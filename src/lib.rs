//! lstfill: Gap-free daily land surface temperature from MODIS Terra and Aqua
//!
//! Cloud and QC gaps in the daily LST rasters are reconstructed from a long-term
//! per-pixel mean plus residuals interpolated over a sliding temporal window and
//! smoothed spatially. Directly observed pixels are never altered.

pub mod types;
pub mod config;
pub mod io;
pub mod core;
pub mod pipeline;

#[cfg(feature = "python")]
mod python;

// Re-export main types and functions for easier access
pub use types::{
    Grid, GeoTransform, Raster, Observation, TimeSeries, ReconstructedRaster,
    Band, Sensor, Provenance, LstError, LstResult,
};

pub use config::{LstFillConfig, ProcessingPeriod};
pub use io::{InMemoryArchive, ObservationArchive, RawObservation, RegionMask};
pub use pipeline::{LstPipeline, BandReconstruction, ReconstructionReport, DateFailure};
# # # # #
Exercise directions
All of the data above is to be given again, word for word.

Response for this exercise
filename src/lib.rs
//! lstfill: Gap-free daily land surface temperature from MODIS Terra and Aqua
//!
//! Cloud and QC gaps in the daily LST rasters are reconstructed from a long-term
//! per-pixel mean plus residuals interpolated over a sliding temporal window and
//! smoothed spatially. Directly observed pixels are never altered.

pub mod types;
pub mod config;
pub mod io;
pub mod core;
pub mod pipeline;

#[cfg(feature = "python")]
mod python;

// Re-export main types and functions for easier access
pub use types::{
    Grid, GeoTransform, Raster, Observation, TimeSeries, ReconstructedRaster,
    Band, Sensor, Provenance, LstError, LstResult,
};

pub use config::{LstFillConfig, ProcessingPeriod};
pub use io::{InMemoryArchive, ObservationArchive, RawObservation, RegionMask};
pub use pipeline::{LstPipeline, BandReconstruction, ReconstructionReport, DateFailure};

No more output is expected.